In an alternative embodiment, the tension in the sling may also be adjusted without moving the tips; but rather, shrinking or stretching the mesh using an energy source, such as heat, light, etc. While not limited thereto, in one embodiment, shrinking or stretching the sling is facilitated using a gripping apparatus, which includes at least one or multiple grips to spread and contract the mesh sling. Each grip includes two handles for grasping the mesh on either or both sides of the mesh. Each grip may be moved toward and away from each other, and locked in position, as provided herein.

A energy source and, optionally, a protective shield also can be moved into proximity or contained within the handle or body of the gripping apparatus and is adapted, in accordance with the teachings herein, to induce shrinkage or stretching in the mesh. To this end, the energy source is used to adjust the fit of the urethral sling in the patient by either shrinking or stretching the mesh, in accordance with the methods provided herein. The energy source may be comprised of, but is not limited to, a heat source, or any temperature source, or a light source (e.g. IR light, UV light, etc.).

In alternative embodiments, however, shrinking or stretching the sling may be accomplished without use of a gripping apparatus. Rather, the length of the sling may be reduced or stretched by simply applying the energy source to a localized area of the sling. The amount of stretching or shrinkage may be a function of the intensity of the energy source combined with known properties of the fibers or bundles of fibers used within the woven mesh.

BRIEF DESCRIPTION OF THE DRAWINGS

The foregoing summary, as well as, the following detailed description of preferred embodiments, are better understood when read in conjunction with the appended drawings. The drawings are presented for illustrative purposes only, and the scope of the appended claims is not limited to the specific embodiments shown in the drawings. In the drawings:

FIG. 1 is a perspective view of an embodiment of a urethral sling, and a urethra being supported by the urethral sling.

FIG. 2 is a perspective view of a tubular mesh and a saddle of the urethral sling depicted in FIG. 1, which may be internal or external to the tubular mesh.
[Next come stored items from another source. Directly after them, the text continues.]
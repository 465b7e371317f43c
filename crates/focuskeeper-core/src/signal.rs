//! Background tick sources.
//!
//! A signal only wakes the engine up. Missed, late or bunched ticks are
//! harmless because every tick recomputes time from absolute anchors.

use std::sync::atomic::{AtomicBool, Ordering};
use std::sync::Arc;
use std::time::Duration;

use tokio::runtime::Handle;
use tokio::sync::mpsc;
use tokio::task::JoinHandle;
use tokio::time::MissedTickBehavior;

pub trait BackgroundSignal: Send {
    /// Begin delivering ticks. Starting a running signal does nothing.
    fn start(&mut self);

    fn stop(&mut self);

    fn is_running(&self) -> bool;
}

/// One wake-up from a background signal.
#[derive(Debug, Clone, Copy, PartialEq, Eq)]
pub struct Tick;

/// Ticks from a `tokio::time::interval`, delivered on a channel that the
/// driver loop turns into `TimerEngine::tick` calls.
pub struct IntervalSignal {
    period: Duration,
    runtime: Handle,
    tx: mpsc::UnboundedSender<Tick>,
    task: Option<JoinHandle<()>>,
}

impl IntervalSignal {
    pub fn new(period: Duration, runtime: Handle) -> (Self, mpsc::UnboundedReceiver<Tick>) {
        let (tx, rx) = mpsc::unbounded_channel();
        let signal = Self {
            period,
            runtime,
            tx,
            task: None,
        };
        (signal, rx)
    }
}

impl BackgroundSignal for IntervalSignal {
    fn start(&mut self) {
        if self.is_running() {
            return;
        }
        let tx = self.tx.clone();
        let period = self.period;
        self.task = Some(self.runtime.spawn(async move {
            let mut interval = tokio::time::interval(period);
            interval.set_missed_tick_behavior(MissedTickBehavior::Skip);
            // The first tick completes immediately.
            interval.tick().await;
            loop {
                interval.tick().await;
                if tx.send(Tick).is_err() {
                    break;
                }
            }
        }));
    }

    fn stop(&mut self) {
        if let Some(task) = self.task.take() {
            task.abort();
        }
    }

    fn is_running(&self) -> bool {
        self.task.as_ref().is_some_and(|task| !task.is_finished())
    }
}

impl Drop for IntervalSignal {
    fn drop(&mut self) {
        self.stop();
    }
}

/// A signal that never ticks by itself. Tests and one-shot callers drive
/// `tick()` directly; clones share the running flag so it can be observed.
#[derive(Debug, Clone, Default)]
pub struct ManualSignal {
    running: Arc<AtomicBool>,
}

impl ManualSignal {
    pub fn new() -> Self {
        Self::default()
    }
}

impl BackgroundSignal for ManualSignal {
    fn start(&mut self) {
        self.running.store(true, Ordering::SeqCst);
    }

    fn stop(&mut self) {
        self.running.store(false, Ordering::SeqCst);
    }

    fn is_running(&self) -> bool {
        self.running.load(Ordering::SeqCst)
    }
}
//! # Focuskeeper Core Library
//!
//! Core logic for the Focuskeeper focus timer: a Pomodoro-style countdown
//! cycle plus an open-ended stopwatch, persisted so a run survives restarts
//! and stays consistent across every open window.
//!
//! ## Architecture
//!
//! - **Timer Engine**: A wall-clock-based state machine. The caller invokes
//!   `tick()` when its background signal fires; time is always recomputed
//!   from absolute anchors
//! - **Storage**: Key/value timer state (SQLite or in-memory) and TOML
//!   configuration
//! - **Sessions**: Productive runs are submitted to a REST backend without
//!   blocking the engine
//! - **Sync**: Last-write-wins convergence between instances sharing a store
//!
//! ## Key Components
//!
//! - [`TimerEngine`]: Core timer state machine
//! - [`PersistentStore`]: Durable key/value storage with a change feed
//! - [`SessionSink`]: Where finished sessions are sent
//! - [`CrossTabSynchronizer`]: Multi-instance convergence
//! - [`Config`]: Application configuration management

pub mod clock;
pub mod error;
pub mod events;
pub mod session;
pub mod signal;
pub mod storage;
pub mod sync;
pub mod timer;

pub use clock::{Clock, ManualClock, SystemClock};
pub use error::{BackendError, ConfigError, CoreError, StoreError, TimerError};
pub use events::{Event, Notifier};
pub use session::{HttpSessionSink, MemorySink, SessionRecord, SessionSink, SessionStatus};
pub use signal::{BackgroundSignal, IntervalSignal, ManualSignal, Tick};
pub use storage::{Config, MemoryStore, PersistentStore, SqliteStore};
pub use sync::CrossTabSynchronizer;
pub use timer::{TimerEngine, TimerMode, TimerState};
FIG. 3 is a side view of the tubular mesh and saddle shown in FIG. 2.

FIG. 4 is a front view of the urethral sling shown in FIGS. 1-3.

FIG. 5 is a top view of the urethral sling shown in FIGS. 1-4.
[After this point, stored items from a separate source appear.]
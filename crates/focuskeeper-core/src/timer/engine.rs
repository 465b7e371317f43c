//! Timer engine implementation.
//!
//! The timer engine is a wall-clock-based state machine. It does not use
//! internal threads -- a [`BackgroundSignal`] wakes the caller, who invokes
//! `tick()`. Time is never accumulated from ticks: every call recomputes it
//! from the absolute anchor stored in [`TimerState`], so missed ticks, a
//! suspended process or a closed window cost nothing.
//!
//! ## State Transitions
//!
//! ```text
//! FOCUS --(complete | skip)--> SHORT_BREAK   (cycle < 4, cycle += 1)
//! FOCUS --(complete | skip)--> LONG_BREAK    (cycle = 4, cycle  = 1)
//! SHORT_BREAK | LONG_BREAK --(complete | skip)--> FOCUS
//! STOPWATCH: start / pause / reset / skip (finish) only
//! ```
//!
//! ## Usage
//!
//! ```ignore
//! let mut engine = TimerEngine::new(clock, store, signal, sink, notifier);
//! engine.start();
//! // On every signal tick:
//! engine.tick(); // Returns Some(Event::TimerCompleted) when a countdown ends
//! ```

use std::sync::Arc;

use uuid::Uuid;

use super::mode::{TimerMode, CYCLE_LENGTH, MANUAL_DURATION_MAX, MANUAL_DURATION_MIN};
use super::state::TimerState;
use crate::clock::{to_datetime, Clock};
use crate::error::TimerError;
use crate::events::{Event, Notifier};
use crate::session::{RunSummary, SessionRecord, SessionRecorder, SessionSink, SessionStatus};
use crate::signal::BackgroundSignal;
use crate::storage::PersistentStore;
use crate::sync::new_instance_id;

/// Core timer engine. One instance per open window; instances sharing a
/// store converge through [`crate::sync::CrossTabSynchronizer`].
pub struct TimerEngine {
    clock: Arc<dyn Clock>,
    store: Arc<dyn PersistentStore>,
    signal: Box<dyn BackgroundSignal>,
    recorder: SessionRecorder,
    notifier: Notifier,
    origin: String,
    state: TimerState,
}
FIG. 6 is a magnified view of the area designated “FIG. 6” in FIG. 4, showing a tip of the urethral sling in cross section.

FIG. 7 is a front view of the urethral sling shown in FIGS. 1-6, and an applicator used to implant the urethral sling.
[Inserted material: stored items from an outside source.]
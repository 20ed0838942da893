//! The word pool a round draws from.

use alloc::collections::VecDeque;

use rand::SeedableRng;
use rand::seq::SliceRandom;
use rand_chacha::ChaCha8Rng;

/// Number of words in the canonical list.
pub const WORD_COUNT: usize = 21;

/// The fixed set of words every pool is refilled from.
pub const CANONICAL_WORDS: [&str; WORD_COUNT] = [
    "queen",
    "hospital",
    "basketball",
    "cat",
    "change",
    "snail",
    "soup",
    "calendar",
    "sad",
    "desk",
    "guitar",
    "home",
    "railway",
    "zebra",
    "jelly",
    "car",
    "crow",
    "trade",
    "bag",
    "roll",
    "bubble",
];

/// An ordered deck of words, drawn from the front.
///
/// The pool starts empty and refills itself with a freshly shuffled copy of
/// [`CANONICAL_WORDS`] whenever a draw finds it exhausted, so every window of
/// [`WORD_COUNT`] consecutive draws aligned to a refill yields each word once.
#[derive(Debug, Clone)]
pub struct WordPool {
    words: VecDeque<&'static str>,
    rng: ChaCha8Rng,
    refills: usize,
}

impl WordPool {
    /// Creates an empty pool whose shuffles are driven by `seed`.
    #[must_use]
    pub fn new(seed: u64) -> Self {
        Self {
            words: VecDeque::with_capacity(WORD_COUNT),
            rng: ChaCha8Rng::seed_from_u64(seed),
            refills: 0,
        }
    }

    fn refill(&mut self) {
        let mut words = CANONICAL_WORDS;
        words.shuffle(&mut self.rng);
        self.words.extend(words);
        self.refills += 1;
        tracing::debug!(refills = self.refills, "word pool refilled");
    }

    /// Removes and returns the word at the front of the pool.
    ///
    /// An empty pool is refilled before drawing, so this never fails.
    pub fn draw(&mut self) -> &'static str {
        loop {
            if let Some(word) = self.words.pop_front() {
                return word;
            }
            self.refill();
        }
    }

    /// Returns the number of words left before the next refill.
    #[must_use]
    pub fn remaining(&self) -> usize {
        self.words.len()
    }

    /// Returns how many times the pool has been refilled.
    #[must_use]
    pub const fn refills(&self) -> usize {
        self.refills
    }
}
FIG. 8 is a magnified view of a tip of the urethral sling and depicts the applicator shown in FIG. 7 engaging the tip.

FIGS. 9A-9C are magnified views of FIG. 7, showing the tip of the urethral sling in cross section, and depicting the tip implanted in a patient and the applicator being withdrawn following implantation.

FIG. 10 depicts a mesh of the urethral sling shown in FIGS. 1-9C being stretched or contracted by a gripping device, including an energy source to shrink or lengthen the urethral sling.

FIG. 11 depicts the mesh and gripper as shown in FIG. 10, taken from a side viewpoint.

FIG. 12 is a magnified view of the area within the energy source and protective shield in FIG. 11.

FIG. 13 depicts the mesh and gripper as shown in FIGS. 10-12, taken from a viewpoint rotated approximately ninety degrees for the viewpoints of FIGS. 10-12.

FIG. 14 illustrates one embodiment for manufacturing the tubular mesh of the instant invention without a tip.

FIG. 15 illustrates another embodiment for manufacturing the tubular mesh of the instant invention with one or more tip elements.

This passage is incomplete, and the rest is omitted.